Anton Kuerti shares gift of aesthetics

By ElisabethA. Crean
Special to the Star-Bulletin

PIANIST Anton Kuerti has a rare gift. He generously shared it with the musicians and the audience yesterday at the Honolulu Symphony Orchestra concert.

With a soft, velvety touch, he took an aesthetic, rather than athletic, approach to the keyboard. Some soloists try to show off the virtuosity of their technique, instead of the virtue of the music. But Kuerti's extraordinary sensitivity to the music demonstrated that in the word "artist," the "art" is more important than the "ist."

Kuerti played two pieces, Mozart's "Piano Concerto No. 25" and a recent composition of his own, "Concertino for Piano, Flute, Violin and String Orchestra." Orchestral works by two French composers rounded out the program: Emmanuel Chabrier's lush "Suite Pastorale" and Maurice Ravel's compelling "Bolero."

For the concerto, Kuerti collaborated with Mozart's ghost. Merging his creative impulses with those of the composer, he rendered the work freshly yet faithfully. The individuality of his interpretation enhanced, rather than compromised, the integrity of Mozart's work.

It was not the playful, rapscallion Mozart, but the stately, elegant one. Kuerti caressed the keyboard with a fluid, connected legato, making the piano sound more like a string instrument than a percussive one. His tone was clarion yet warm.

Kuerti shaped the music. He built phrases, developed themes, and made clear the overall architecture of the piece. Quiet passages yielded an intensity that held listeners rapt.
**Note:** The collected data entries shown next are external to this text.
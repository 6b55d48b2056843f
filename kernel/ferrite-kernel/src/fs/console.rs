//! The console device.
//!
//! Backs the standard file descriptors. Writes land in an output
//! buffer (mirrored to the kernel log sink); reads drain a script
//! buffer that boot code or tests can fill. Not seekable.

extern crate alloc;

use alloc::collections::VecDeque;
use alloc::vec::Vec;
use core::fmt;

use ferrite_core::log::{LogLevel, LogSink};
use ferrite_core::sync::SpinLock;
use ferrite_core::syscall::Errno;

use super::vfs::Vnode;

/// The console device vnode.
pub struct Console {
    input: SpinLock<VecDeque<u8>>,
    output: SpinLock<Vec<u8>>,
}

impl Console {
    /// Creates a console with empty buffers.
    pub const fn new() -> Self {
        Self {
            input: SpinLock::new(VecDeque::new()),
            output: SpinLock::new(Vec::new()),
        }
    }

    /// Queues bytes for subsequent reads.
    pub fn push_input(&self, bytes: &[u8]) {
        self.input.lock().extend(bytes.iter().copied());
    }

    /// Returns a copy of everything written so far.
    pub fn output(&self) -> Vec<u8> {
        self.output.lock().clone()
    }
}

impl Default for Console {
    fn default() -> Self {
        Self::new()
    }
}

/// The console doubles as the kernel's log sink: records land in the
/// same output stream user writes do, prefixed with their level.
impl LogSink for Console {
    fn write(&self, level: LogLevel, args: fmt::Arguments<'_>) {
        let line = alloc::format!("[{}] {}\n", level.name(), args);
        self.output.lock().extend_from_slice(line.as_bytes());
    }
}

impl Vnode for Console {
    fn read_at(&self, _offset: u64, buf: &mut [u8]) -> Result<usize, Errno> {
        let mut input = self.input.lock();
        let mut n = 0;
        while n < buf.len() {
            match input.pop_front() {
                Some(b) => {
                    buf[n] = b;
                    n += 1;
                }
                None => break,
            }
        }
        Ok(n)
    }

    fn write_at(&self, _offset: u64, buf: &[u8]) -> Result<usize, Errno> {
        self.output.lock().extend_from_slice(buf);
        Ok(buf.len())
    }

    fn size(&self) -> u64 {
        0
    }

    fn is_seekable(&self) -> bool {
        false
    }
}
//! Scheduling primitives.

use core::future::Future;
use core::pin::Pin;
use core::task::{Context, Poll};

/// Yields the current task once, letting every other ready task run
/// before this one is polled again.
pub fn yield_now() -> YieldNow {
    YieldNow { yielded: false }
}

/// Future returned by [`yield_now`].
pub struct YieldNow {
    yielded: bool,
}

impl Future for YieldNow {
    type Output = ();

    fn poll(mut self: Pin<&mut Self>, cx: &mut Context<'_>) -> Poll<()> {
        if self.yielded {
            Poll::Ready(())
        } else {
            self.yielded = true;
            // Re-queue immediately; the executor round-robins the rest
            // of the ready queue first.
            cx.waker().wake_by_ref();
            Poll::Pending
        }
    }
}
Unfortunately, guest conductor George Pehlivanian didn't imbue the orchestra with the urgency to match Kuerti's. The musicians lacked the edge-of-the-seat excitement they have under a more precise baton.

Minor tempo problems peppered the concerto. Pehlivanian didn't always have the orchestra exactly in time with the soloist, especially toward the end of the second movement. Although the concerto enchanted the audience, perhaps even more magic could have been conjured if Kuerti had conducted from the keyboard, as he sometimes does.

Kuerti has also composed off and on since his teen years. Yesterday's program opened with his delicate "Concertino." The moody, pensive piece was at times romantic, despite the modern dissonance.

As melodic segments tossed between solo instruments and orchestra, they took on the different coloration of the solo violin, flute, and piano and the string ensemble. Violinist Claire Sakai Hazzard played with her customary sensitivity and finesse. Laurie Lake's solo flute was both sonorous and agile. Both worked fluidly with Kuerti.

Pehlivanian ably led the concert's all-French second half, which went from Chabrier's bucolic innocence to Ravel's beguiling temptation.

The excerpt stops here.